_Work required_
Copy each line of the records that includes "nope".
§ §
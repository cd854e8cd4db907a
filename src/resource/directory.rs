//! Resource Directory
//!
//! In-memory store of resource records with case-insensitive search and
//! fixed-size pagination over the search result.

use super::model::Resource;
use crate::error::{DashboardError, Result};
use crate::lifecycle::{Category, Status};
use std::collections::{HashMap, HashSet};
use std::ops::Range;

/// Rows per page in the resource list
pub const DEFAULT_PAGE_SIZE: usize = 5;

/// True when name, type, or region contains `query_lower`.
/// `query_lower` must already be lower-cased.
fn matches(resource: &Resource, query_lower: &str) -> bool {
    resource.name.to_lowercase().contains(query_lower)
        || resource.resource_type.to_lowercase().contains(query_lower)
        || resource.region.to_lowercase().contains(query_lower)
}

/// Filter resources by a case-insensitive substring of name, type, or region.
/// An empty query keeps everything in the original order.
pub fn filter_resources<'a>(resources: &'a [Resource], query: &str) -> Vec<&'a Resource> {
    if query.is_empty() {
        return resources.iter().collect();
    }

    let query = query.to_lowercase();
    resources.iter().filter(|r| matches(r, &query)).collect()
}

/// `ceil(count / page_size)`, never less than 1
pub fn total_pages(count: usize, page_size: usize) -> usize {
    count.div_ceil(page_size.max(1)).max(1)
}

/// Index range of a 1-based page, clamped to `count`
pub fn page_range(count: usize, page: usize, page_size: usize) -> Range<usize> {
    let page_size = page_size.max(1);
    let start = page.saturating_sub(1).saturating_mul(page_size).min(count);
    let end = start.saturating_add(page_size).min(count);
    start..end
}

/// Slice of one 1-based page
pub fn paginate<T>(items: &[T], page: usize, page_size: usize) -> &[T] {
    &items[page_range(items.len(), page, page_size)]
}

/// Ordered resource collection plus the list view's search and page state
#[derive(Debug, Clone)]
pub struct Directory {
    resources: Vec<Resource>,
    search: String,
    current_page: usize,
    page_size: usize,
}

impl Directory {
    /// Build a directory; ids must be unique
    pub fn new(resources: Vec<Resource>, page_size: usize) -> Result<Self> {
        let mut seen = HashSet::new();
        for resource in &resources {
            if !seen.insert(resource.id.as_str()) {
                return Err(DashboardError::DuplicateId(resource.id.clone()));
            }
        }

        Ok(Self {
            resources,
            search: String::new(),
            current_page: 1,
            page_size: page_size.max(1),
        })
    }

    pub fn resources(&self) -> &[Resource] {
        &self.resources
    }

    pub fn len(&self) -> usize {
        self.resources.len()
    }

    pub fn is_empty(&self) -> bool {
        self.resources.is_empty()
    }

    pub fn get(&self, id: &str) -> Option<&Resource> {
        self.resources.iter().find(|r| r.id == id)
    }

    /// Resolve an identifier handed over by the list view
    pub fn lookup(&self, id: Option<&str>) -> Result<&Resource> {
        let id = id.ok_or(DashboardError::MissingId)?;
        self.get(id)
            .ok_or_else(|| DashboardError::NotFound(id.to_string()))
    }

    /// Append a resource; the id must not already exist
    pub fn insert(&mut self, resource: Resource) -> Result<()> {
        if self.get(&resource.id).is_some() {
            return Err(DashboardError::DuplicateId(resource.id));
        }
        self.resources.push(resource);
        Ok(())
    }

    /// Remove a resource, pulling the current page back if it no longer exists
    pub fn remove(&mut self, id: &str) -> Option<Resource> {
        let index = self.resources.iter().position(|r| r.id == id)?;
        let removed = self.resources.remove(index);
        self.current_page = self.current_page.min(self.total_pages());
        Some(removed)
    }

    /// Replace a resource's status, returning the previous one
    pub fn set_status(&mut self, id: &str, status: Status) -> Result<Status> {
        let resource = self
            .resources
            .iter_mut()
            .find(|r| r.id == id)
            .ok_or_else(|| DashboardError::NotFound(id.to_string()))?;
        Ok(std::mem::replace(&mut resource.status, status))
    }

    /// Apply an in-place edit to one resource
    pub fn update<F>(&mut self, id: &str, edit: F) -> Result<()>
    where
        F: FnOnce(&mut Resource),
    {
        let resource = self
            .resources
            .iter_mut()
            .find(|r| r.id == id)
            .ok_or_else(|| DashboardError::NotFound(id.to_string()))?;
        edit(resource);
        Ok(())
    }

    // =========================================================================
    // Search
    // =========================================================================

    pub fn search(&self) -> &str {
        &self.search
    }

    /// Replace the search text; always returns to page 1
    pub fn set_search(&mut self, search: impl Into<String>) {
        self.search = search.into();
        self.current_page = 1;
    }

    pub fn push_search_char(&mut self, c: char) {
        let mut search = std::mem::take(&mut self.search);
        search.push(c);
        self.set_search(search);
    }

    pub fn pop_search_char(&mut self) {
        let mut search = std::mem::take(&mut self.search);
        search.pop();
        self.set_search(search);
    }

    pub fn clear_search(&mut self) {
        self.set_search(String::new());
    }

    pub fn filtered(&self) -> Vec<&Resource> {
        filter_resources(&self.resources, &self.search)
    }

    pub fn filtered_count(&self) -> usize {
        self.filtered().len()
    }

    // =========================================================================
    // Pagination
    // =========================================================================

    pub fn page_size(&self) -> usize {
        self.page_size
    }

    pub fn current_page(&self) -> usize {
        self.current_page
    }

    pub fn total_pages(&self) -> usize {
        total_pages(self.filtered_count(), self.page_size)
    }

    /// Jump to a 1-based page. Out-of-range requests leave the page unchanged
    /// and return false.
    pub fn go_to_page(&mut self, page: usize) -> bool {
        if page < 1 || page > self.total_pages() {
            return false;
        }
        self.current_page = page;
        true
    }

    pub fn next_page(&mut self) -> bool {
        self.go_to_page(self.current_page + 1)
    }

    pub fn prev_page(&mut self) -> bool {
        self.go_to_page(self.current_page.saturating_sub(1))
    }

    pub fn current_page_items(&self) -> Vec<&Resource> {
        let filtered = self.filtered();
        paginate(&filtered, self.current_page, self.page_size).to_vec()
    }

    // =========================================================================
    // Dashboard
    // =========================================================================

    /// Resource count per status category, over the whole collection
    pub fn summary(&self) -> HashMap<Category, usize> {
        let mut counts: HashMap<Category, usize> =
            Category::ALL.iter().map(|c| (*c, 0)).collect();
        for resource in &self.resources {
            *counts.entry(resource.status.category()).or_insert(0) += 1;
        }
        counts
    }
}

#[cfg(test)]
mod tests {
    use super::*;
    use chrono::{TimeZone, Utc};

    fn resource(id: &str, name: &str, kind: &str, region: &str, status: &str) -> Resource {
        Resource::new(
            id,
            name,
            kind,
            region,
            Status::parse(status),
            Utc.with_ymd_and_hms(2024, 7, 1, 0, 0, 0).unwrap(),
        )
    }

    const FLEET: [(&str, &str, &str, &str, &str); 10] = [
        ("vm-001", "Frontend Web Server", "Virtual Machine", "East US", "Running"),
        ("db-01", "Primary SQL Database", "Database Server", "West Europe", "Active"),
        ("st-01", "Backup Storage Blob", "Storage Account", "Central US", "Online"),
        ("vm-dev", "Development Environment VM", "Virtual Machine", "East US", "Stopped"),
        ("vm-new", "New API Gateway VM", "Virtual Machine", "West Europe", "Provisioning"),
        ("net-01", "Main Virtual Network", "Virtual Network", "East US", "Active"),
        ("vm-k8s", "Kubernetes Worker Node 1", "Virtual Machine", "West Europe", "Running"),
        ("fn-01", "Order Processing Function App", "Function App", "Central US", "Warning"),
        ("vm-old", "Legacy App Server", "Virtual Machine", "East US", "Error"),
        ("cdn-01", "Global CDN Profile", "CDN", "Global", "Active"),
    ];

    fn fleet() -> Vec<Resource> {
        FLEET
            .iter()
            .map(|(id, name, kind, region, status)| resource(id, name, kind, region, status))
            .collect()
    }

    fn ids(items: &[&Resource]) -> Vec<String> {
        items.iter().map(|r| r.id.clone()).collect()
    }

    #[test]
    fn test_empty_search_keeps_order() {
        let resources = fleet();
        let filtered = filter_resources(&resources, "");
        assert_eq!(filtered.len(), resources.len());
        assert_eq!(
            ids(&filtered),
            resources.iter().map(|r| r.id.clone()).collect::<Vec<_>>()
        );
    }

    #[test]
    fn test_search_matches_name_type_region() {
        let resources = fleet();
        assert_eq!(ids(&filter_resources(&resources, "legacy")), vec!["vm-old"]);
        assert_eq!(ids(&filter_resources(&resources, "CDN")), vec!["cdn-01"]);
        assert_eq!(
            ids(&filter_resources(&resources, "central us")),
            vec!["st-01", "fn-01"]
        );
        assert!(filter_resources(&resources, "nothing-like-this").is_empty());
    }

    #[test]
    fn test_search_ignores_status_and_id() {
        let resources = fleet();
        assert!(filter_resources(&resources, "provisioning").is_empty());
        assert!(filter_resources(&resources, "vm-001").is_empty());
    }

    #[test]
    fn test_total_pages() {
        assert_eq!(total_pages(0, 5), 1);
        assert_eq!(total_pages(5, 5), 1);
        assert_eq!(total_pages(6, 5), 2);
        assert_eq!(total_pages(10, 5), 2);
        assert_eq!(total_pages(11, 5), 3);
    }

    #[test]
    fn test_page_range_clamps() {
        assert_eq!(page_range(10, 1, 5), 0..5);
        assert_eq!(page_range(10, 2, 5), 5..10);
        assert_eq!(page_range(7, 2, 5), 5..7);
        assert_eq!(page_range(7, 9, 5), 7..7);
        assert_eq!(page_range(0, 1, 5), 0..0);
    }

    #[test]
    fn test_duplicate_ids_rejected() {
        let mut resources = fleet();
        resources.push(resource("vm-001", "Clone", "Virtual Machine", "East US", "Running"));
        let err = Directory::new(resources, 5).unwrap_err();
        assert_eq!(err, DashboardError::DuplicateId("vm-001".to_string()));

        let mut dir = Directory::new(fleet(), 5).unwrap();
        let dup = resource("cdn-01", "Other", "CDN", "Global", "Active");
        assert!(dir.insert(dup).is_err());
        assert_eq!(dir.len(), 10);
    }

    #[test]
    fn test_go_to_page_out_of_range_is_noop() {
        let mut dir = Directory::new(fleet(), 5).unwrap();
        assert_eq!(dir.total_pages(), 2);
        assert!(dir.go_to_page(2));
        assert_eq!(dir.current_page(), 2);

        assert!(!dir.go_to_page(3));
        assert!(!dir.go_to_page(0));
        assert!(!dir.next_page());
        assert_eq!(dir.current_page(), 2);

        assert!(dir.prev_page());
        assert!(!dir.prev_page());
        assert_eq!(dir.current_page(), 1);
    }

    #[test]
    fn test_search_change_resets_page() {
        let mut dir = Directory::new(fleet(), 3).unwrap();
        assert!(dir.go_to_page(3));

        dir.push_search_char('v');
        assert_eq!(dir.current_page(), 1);

        assert!(dir.go_to_page(2));
        dir.pop_search_char();
        assert_eq!(dir.current_page(), 1);

        assert!(dir.go_to_page(2));
        dir.clear_search();
        assert_eq!(dir.current_page(), 1);
    }

    #[test]
    fn test_current_page_items() {
        let mut dir = Directory::new(fleet(), 4).unwrap();
        dir.set_search("virtual machine");
        // five VMs over two pages of four
        assert_eq!(dir.filtered_count(), 5);
        assert_eq!(dir.total_pages(), 2);
        assert_eq!(
            ids(&dir.current_page_items()),
            vec!["vm-001", "vm-dev", "vm-new", "vm-k8s"]
        );
        assert!(dir.next_page());
        assert_eq!(ids(&dir.current_page_items()), vec!["vm-old"]);
    }

    #[test]
    fn test_remove_clamps_page() {
        let mut dir = Directory::new(fleet(), 5).unwrap();
        assert!(dir.go_to_page(2));
        for id in ["cdn-01", "fn-01", "vm-old", "vm-k8s", "net-01"] {
            assert!(dir.remove(id).is_some());
        }
        assert_eq!(dir.total_pages(), 1);
        assert_eq!(dir.current_page(), 1);
        assert!(dir.remove("cdn-01").is_none());
    }

    #[test]
    fn test_lookup_errors() {
        let dir = Directory::new(fleet(), 5).unwrap();
        assert_eq!(dir.lookup(None).unwrap_err(), DashboardError::MissingId);
        assert_eq!(
            dir.lookup(Some("nope")).unwrap_err(),
            DashboardError::NotFound("nope".to_string())
        );
        assert_eq!(dir.lookup(Some("vm-dev")).unwrap().name, "Development Environment VM");
    }

    #[test]
    fn test_set_status_and_update() {
        let mut dir = Directory::new(fleet(), 5).unwrap();
        let previous = dir.set_status("vm-dev", Status::Provisioning).unwrap();
        assert_eq!(previous, Status::Stopped);
        assert_eq!(dir.get("vm-dev").unwrap().status, Status::Provisioning);
        assert!(dir.set_status("missing", Status::Running).is_err());

        dir.update("vm-dev", |r| r.name = "Renamed".to_string()).unwrap();
        assert_eq!(dir.get("vm-dev").unwrap().name, "Renamed");
    }

    #[test]
    fn test_summary_counts_categories() {
        let dir = Directory::new(fleet(), 5).unwrap();
        let summary = dir.summary();
        assert_eq!(summary[&Category::Healthy], 6);
        assert_eq!(summary[&Category::Stopped], 1);
        assert_eq!(summary[&Category::InProgress], 1);
        assert_eq!(summary[&Category::Attention], 2);
        assert_eq!(summary[&Category::Unknown], 0);
    }

    #[test]
    fn test_zero_page_size_is_clamped() {
        let dir = Directory::new(fleet(), 0).unwrap();
        assert_eq!(dir.page_size(), 1);
        assert_eq!(dir.total_pages(), 10);
    }
}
§ §
_Finished task_
            dir.lookup(Some("nope")).unwrap_err(),
            DashboardError::NotFound("nope".to_string())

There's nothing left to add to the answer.